I have a hunch that those Seiryu may leech some minerals into water. I haven't tested the soil yet. Or you guys suspected other things that could raise the TDS?

How to control TDS?
Do I have to change all Seiryu into more inert stones (which one), or can I just put epoxy over those stones?

Thanks folks.

Best Regards,
NRT

Sent from my SM-G935F using Tapatalk


----------



## rebel (30 Oct 2018)

Yes It's the Sieryu. It 'may' improve as the rocks get a biofilm on them. The only way to reduce it would be to do water changes.

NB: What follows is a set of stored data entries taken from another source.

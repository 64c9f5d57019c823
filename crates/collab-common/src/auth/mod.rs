//! Token authentication

mod jwt;

pub use jwt::{Claims, Identity, JwtService};
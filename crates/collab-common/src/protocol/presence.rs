//! Presence snapshot payload

use serde::{Deserialize, Serialize};
use std::collections::BTreeMap;

/// Section name -> display names of the users currently viewing it
///
/// Always a complete picture of a room; a client replaces whatever it held
/// before. Sections with nobody in them are absent rather than empty.
#[derive(Debug, Clone, Default, PartialEq, Eq, Serialize, Deserialize)]
#[serde(transparent)]
pub struct PresenceSnapshot(BTreeMap<String, Vec<String>>);

impl PresenceSnapshot {
    #[must_use]
    pub fn new() -> Self {
        Self::default()
    }

    /// Append `display_name` to `section`
    ///
    /// Names are not deduplicated here: two different users may share a
    /// display name. Callers decide what counts as the same viewer.
    pub fn insert(&mut self, section: impl Into<String>, display_name: impl Into<String>) {
        self.0.entry(section.into()).or_default().push(display_name.into());
    }

    /// Users viewing a section (empty if nobody)
    #[must_use]
    pub fn users_in(&self, section: &str) -> &[String] {
        self.0.get(section).map(Vec::as_slice).unwrap_or(&[])
    }

    /// Sections with at least one viewer, in name order
    pub fn sections(&self) -> impl Iterator<Item = &str> {
        self.0.keys().map(String::as_str)
    }

    /// Total number of (section, user) entries
    #[must_use]
    pub fn entry_count(&self) -> usize {
        self.0.values().map(Vec::len).sum()
    }

    #[must_use]
    pub fn is_empty(&self) -> bool {
        self.0.is_empty()
    }
}

impl<S, N> FromIterator<(S, N)> for PresenceSnapshot
where
    S: Into<String>,
    N: Into<String>,
{
    fn from_iter<I: IntoIterator<Item = (S, N)>>(iter: I) -> Self {
        let mut snapshot = Self::new();
        for (section, name) in iter {
            snapshot.insert(section, name);
        }
        snapshot
    }
}

#[cfg(test)]
mod tests {
    use super::*;

    #[test]
    fn test_insert_keeps_order() {
        let mut snapshot = PresenceSnapshot::new();
        snapshot.insert("wbs", "Alice");
        snapshot.insert("wbs", "Bob");
        snapshot.insert("wbs", "Alice");
        snapshot.insert("pricing", "Carol");

        assert_eq!(snapshot.users_in("wbs"), ["Alice", "Bob", "Alice"]);
        assert_eq!(snapshot.users_in("pricing"), ["Carol"]);
        assert!(snapshot.users_in("schedule").is_empty());
        assert_eq!(snapshot.entry_count(), 4);
        assert_eq!(snapshot.sections().collect::<Vec<_>>(), ["pricing", "wbs"]);
    }

    #[test]
    fn test_serializes_as_plain_map() {
        let snapshot: PresenceSnapshot = [("wbs", "Alice"), ("pricing", "Bob")].into_iter().collect();
        let json = serde_json::to_value(&snapshot).unwrap();

        assert_eq!(json, serde_json::json!({"wbs": ["Alice"], "pricing": ["Bob"]}));
    }
}
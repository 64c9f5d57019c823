//! JWT utilities for authentication
//!
//! Access tokens are issued by the proposal service at login and carry the
//! user id (`sub`) and display name (`name`). The hub only ever validates them.

use chrono::{Duration, Utc};
use jsonwebtoken::{decode, encode, errors::ErrorKind, DecodingKey, EncodingKey, Header, Validation};
use serde::{Deserialize, Serialize};

use crate::error::AppError;

/// JWT claims structure
#[derive(Debug, Clone, Serialize, Deserialize)]
pub struct Claims {
    /// Subject (user ID)
    pub sub: String,
    /// Display name shown in presence lists
    #[serde(default)]
    pub name: String,
    /// Issued at (Unix timestamp)
    pub iat: i64,
    /// Expiration time (Unix timestamp)
    pub exp: i64,
}

impl Claims {
    /// Resolve the identity carried by these claims
    ///
    /// # Errors
    /// Returns an error if the subject is empty
    pub fn identity(&self) -> Result<Identity, AppError> {
        let user_id = self.sub.trim();
        if user_id.is_empty() {
            return Err(AppError::InvalidToken);
        }

        let name = self.name.trim();
        let display_name = if name.is_empty() { user_id } else { name };

        Ok(Identity {
            user_id: user_id.to_string(),
            display_name: display_name.to_string(),
        })
    }
}

/// Authenticated user behind a connection
#[derive(Debug, Clone, PartialEq, Eq, Hash, Serialize, Deserialize)]
pub struct Identity {
    pub user_id: String,
    pub display_name: String,
}

impl Identity {
    #[must_use]
    pub fn new(user_id: impl Into<String>, display_name: impl Into<String>) -> Self {
        Self {
            user_id: user_id.into(),
            display_name: display_name.into(),
        }
    }
}

/// JWT service for encoding and decoding access tokens
#[derive(Clone)]
pub struct JwtService {
    encoding_key: EncodingKey,
    decoding_key: DecodingKey,
    access_token_expiry: i64,
}

impl JwtService {
    /// Create a new JWT service with the given secret and expiry (seconds)
    #[must_use]
    pub fn new(secret: &str, access_token_expiry: i64) -> Self {
        Self {
            encoding_key: EncodingKey::from_secret(secret.as_bytes()),
            decoding_key: DecodingKey::from_secret(secret.as_bytes()),
            access_token_expiry,
        }
    }

    /// Issue an access token for a user
    ///
    /// # Errors
    /// Returns an error if token encoding fails
    pub fn issue(&self, user_id: &str, name: &str) -> Result<String, AppError> {
        self.issue_with_expiry(user_id, name, self.access_token_expiry)
    }

    fn issue_with_expiry(&self, user_id: &str, name: &str, expiry: i64) -> Result<String, AppError> {
        let now = Utc::now();
        let claims = Claims {
            sub: user_id.to_string(),
            name: name.to_string(),
            iat: now.timestamp(),
            exp: (now + Duration::seconds(expiry)).timestamp(),
        };

        encode(&Header::default(), &claims, &self.encoding_key)
            .map_err(|e| AppError::internal(anyhow::anyhow!("Failed to encode JWT: {e}")))
    }

    /// Decode and validate a JWT token
    ///
    /// # Errors
    /// Returns an error if the token is invalid or expired
    pub fn decode_token(&self, token: &str) -> Result<Claims, AppError> {
        let validation = Validation::default();

        let token_data =
            decode::<Claims>(token, &self.decoding_key, &validation).map_err(|e| match e.kind() {
                ErrorKind::ExpiredSignature => AppError::TokenExpired,
                _ => AppError::InvalidToken,
            })?;

        Ok(token_data.claims)
    }

    /// Validate an access token and return the identity it names
    ///
    /// # Errors
    /// Returns an error if the token is invalid, expired, or has no subject
    pub fn validate(&self, token: &str) -> Result<Identity, AppError> {
        let token = token.strip_prefix("Bearer ").unwrap_or(token).trim();
        if token.is_empty() {
            return Err(AppError::MissingAuth);
        }

        self.decode_token(token)?.identity()
    }
}

impl std::fmt::Debug for JwtService {
    fn fmt(&self, f: &mut std::fmt::Formatter<'_>) -> std::fmt::Result {
        f.debug_struct("JwtService")
            .field("access_token_expiry", &self.access_token_expiry)
            .finish_non_exhaustive()
    }
}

Dragon stone is inert if you are looking for another stone.


----------



## Konsa (30 Oct 2018)

Hi
Your fertiliser is adding to the TDS too as are your fish.Its normal to get that sort of increase in a well fertilised and stocked tank.U dont need to control TDS unless U are breeding some finicky softwater shrimp or fish.There is no need to overcomplicate your life with that sort of things.Just keep good water quality with waterchanges and enjoy your tank.
Regards Konsa


----------



## tam (30 Oct 2018)

Be careful changing with pure RO without remineralising. Although it makes your TDS appear to lower/stay more under control, the stuff that is making up your TDS might be changing dramatically. Potentially, as an extreme example, depending what is being added from other sources, you could end up with 0 GH / 0 KH and a high TDS made up from other stuff.

It would probably be better to do larger changes with water remineralised back to where you want it e.g. 200.


----------